The U.S. Department of Commerce tells us that spending in the United States by foreign visitors fell 13 percent to $10.3 billion for the month of October – off $1.6 billion from October 2008. For the entire year, international visitor spending plunged 16 percent. Spending fell $18.6 billion. The good news is that the October decline is better than the year-to-date drop, which the international travel market may be on its way back.
Visitors to the United States spent $8 billion in October on goods and services related to tourism and travel, off 12 percent year-over-year. This money was spent on “food, lodging, recreation, gifts, entertainment, local transportation in the United States, and other items incidental to foreign travel,” according to a Commerce Department statement.
Passenger fare receipts – including air and other forms of international travel to the United States – fell close to 16 percent to $2.2 billion for the month of October. This is off more than $420 million compared to October 2008. October was the twelfth month in a row in which travel and tourism exports declined year-over-year.From January to October this year, foreign visitors dropped $100.9 billion getting to and hanging out in the United States. But, they 16 percent by which they trimmed their spending is not without similarity on our side of the equation. U.S. travel imports – i.e., those of us visiting other countries – reached a mere $81.6 billion, off around 13 percent ($12.1 billion). The result was a trade surplus of $19.2 billion for the first 10 months of 2009, representing a decline of 25 percent from the 2008 travel and tourism trade surplus.
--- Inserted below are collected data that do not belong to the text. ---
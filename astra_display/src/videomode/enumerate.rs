/// Video-mode enumerator - the format-negotiation cascade
///
/// Walks the (display, backbuffer) preference table for the requested
/// bit depth, validates each pair against the adapter (device support,
/// multisampling, depth-format resolution), enumerates every native
/// mode under the first surviving pair, and reduces the result to one
/// mode per resolution anchored on the current monitor refresh rate.

use crate::astra_debug;
use crate::adapter::{Adapter, DeviceKind, Format, Multisample, DEFAULT_ADAPTER};
use crate::error::{Error, Result};
use crate::videomode::depth_format::find_depth_format;
use crate::videomode::reduce::reduce_to_closest_refresh;
use crate::videomode::video_mode::VideoMode;

/// One entry of a (display, backbuffer) preference table
#[derive(Debug, Clone, Copy)]
pub struct FormatPair {
    /// Display surface format (opaque counterpart of the backbuffer)
    pub display: Format,
    /// Backbuffer format
    pub backbuffer: Format,
    /// Whether the backbuffer format carries alpha (kept under `alpha_only`)
    pub alpha: bool,
}

/// Format pairs for a 32-bit screen buffer, in preference order
pub const FORMAT_PAIRS_32: &[FormatPair] = &[
    FormatPair { display: Format::X8R8G8B8, backbuffer: Format::A8R8G8B8, alpha: true },
    FormatPair { display: Format::X8R8G8B8, backbuffer: Format::X8R8G8B8, alpha: false },
];

/// Format pairs for a 16-bit screen buffer, in preference order
pub const FORMAT_PAIRS_16: &[FormatPair] = &[
    FormatPair { display: Format::X1R5G5B5, backbuffer: Format::A1R5G5B5, alpha: true },
    FormatPair { display: Format::X1R5G5B5, backbuffer: Format::X1R5G5B5, alpha: false },
    FormatPair { display: Format::R5G6B5, backbuffer: Format::R5G6B5, alpha: false },
];

/// Constraints for a video-mode search
#[derive(Debug, Clone, Copy)]
pub struct FindModesRequest {
    /// Bits per pixel of the screen buffer; must be 16 or 32
    pub bits_per_pixel: u8,
    /// Requested multisampling level
    pub samples: Multisample,
    /// Windowed (true) or fullscreen (false) operation
    pub windowed: bool,
    /// Consider only backbuffer formats carrying an alpha channel
    pub alpha_only: bool,
    /// Consider only depth formats carrying stencil bits
    pub stencil_only: bool,
    /// Adapter to query
    pub adapter_index: u32,
    /// Device kind to negotiate against
    pub device_kind: DeviceKind,
}

impl Default for FindModesRequest {
    fn default() -> Self {
        Self {
            bits_per_pixel: 32,
            samples: Multisample::None,
            windowed: false,
            alpha_only: false,
            stencil_only: false,
            adapter_index: DEFAULT_ADAPTER,
            device_kind: DeviceKind::Hardware,
        }
    }
}

/// Enumerate the usable video modes for the given constraints
///
/// Runs the negotiation cascade: the first (display, backbuffer) pair
/// in preference order that the adapter supports, that passes the
/// multisample check, and for which a depth format resolves, wins;
/// every native mode under its display format is then enumerated and
/// reduced ([`reduce_to_closest_refresh`]) with the current monitor
/// refresh rate as anchor.
///
/// `quality_levels` is an in/out multisample-quality ceiling: the
/// backbuffer check writes the available level count through it, and
/// the depth-format resolution lowers it further if the depth surface
/// supports fewer levels.
///
/// The call is pure with respect to the adapter state: repeated calls
/// with the same constraints yield the identical list in the identical
/// order.
///
/// # Errors
///
/// * [`Error::InvalidCall`] - `bits_per_pixel` is neither 16 nor 32
/// * [`Error::NotFound`] - no format pair survived the cascade
pub fn find_video_modes(
    api: &dyn Adapter,
    request: &FindModesRequest,
    mut quality_levels: Option<&mut u32>,
) -> Result<Vec<VideoMode>> {
    let pairs: &[FormatPair] = match request.bits_per_pixel {
        32 => FORMAT_PAIRS_32,
        16 => FORMAT_PAIRS_16,
        other => {
            return Err(Error::InvalidCall(format!(
                "bits per pixel must be 16 or 32, got {}",
                other
            )));
        }
    };

    // Walk the preference table; the first fully-validated pair wins
    let mut winner: Option<(FormatPair, Format)> = None;
    for pair in pairs {
        if request.alpha_only && !pair.alpha {
            continue;
        }

        if !api.supports_device_type(
            request.adapter_index,
            request.device_kind,
            pair.display,
            pair.backbuffer,
            request.windowed,
        ) {
            continue;
        }

        if !request.samples.is_none() {
            let Some(levels) = api.multisample_quality_levels(
                request.adapter_index,
                request.device_kind,
                pair.backbuffer,
                request.windowed,
                request.samples,
            ) else {
                continue;
            };
            if let Some(ceiling) = quality_levels.as_deref_mut() {
                *ceiling = levels;
            }
        }

        let Some(depth_format) = find_depth_format(
            api,
            request.bits_per_pixel,
            pair.display,
            pair.backbuffer,
            request.samples,
            quality_levels.as_deref_mut(),
            request.windowed,
            request.stencil_only,
            request.adapter_index,
            request.device_kind,
        ) else {
            continue;
        };

        winner = Some((*pair, depth_format));
        break;
    }

    let Some((pair, depth_format)) = winner else {
        return Err(Error::NotFound);
    };

    astra_debug!(
        "astra::videomode",
        "format pair won: display {:?}, backbuffer {:?}, depth {:?}",
        pair.display,
        pair.backbuffer,
        depth_format
    );

    // Enumerate every native mode under the winning display format;
    // unenumerable indices are skipped
    let count = api.mode_count(request.adapter_index, pair.display);
    let mut modes = Vec::with_capacity(count as usize);
    for index in 0..count {
        let Some(display_mode) = api.mode(request.adapter_index, pair.display, index) else {
            continue;
        };
        modes.push(VideoMode {
            display_mode,
            bits_per_pixel: request.bits_per_pixel,
            alpha_in_backbuffer: display_mode.format.has_alpha(),
            stencil: depth_format.has_stencil(),
            depth_format,
        });
    }

    reduce_to_closest_refresh(&mut modes, api.current_refresh_rate());

    Ok(modes)
}

// ============================================================================
// Tests
// ============================================================================

#[cfg(test)]
#[path = "enumerate_tests.rs"]
mod tests;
The tanking of the travel market at the end of 2008 – following the near-collapse of the global financial services market in September – marked the end of more than five years of consecutive monthly growth in travel and tourism exports. For the past 12 months, the situation has been grim, but the pressure appears to be easing, at least slightly.
The broader economic climate seems to be improving slowly, but it remains vulnerable to many risks. Another financial time bomb could send everything off the rails again, so it’s certainly too soon to say the travel market is returning to normal. There are signs, however, that it could be headed in the right direction. Fast and easy answers, on the other hand, will remain elusive for a while.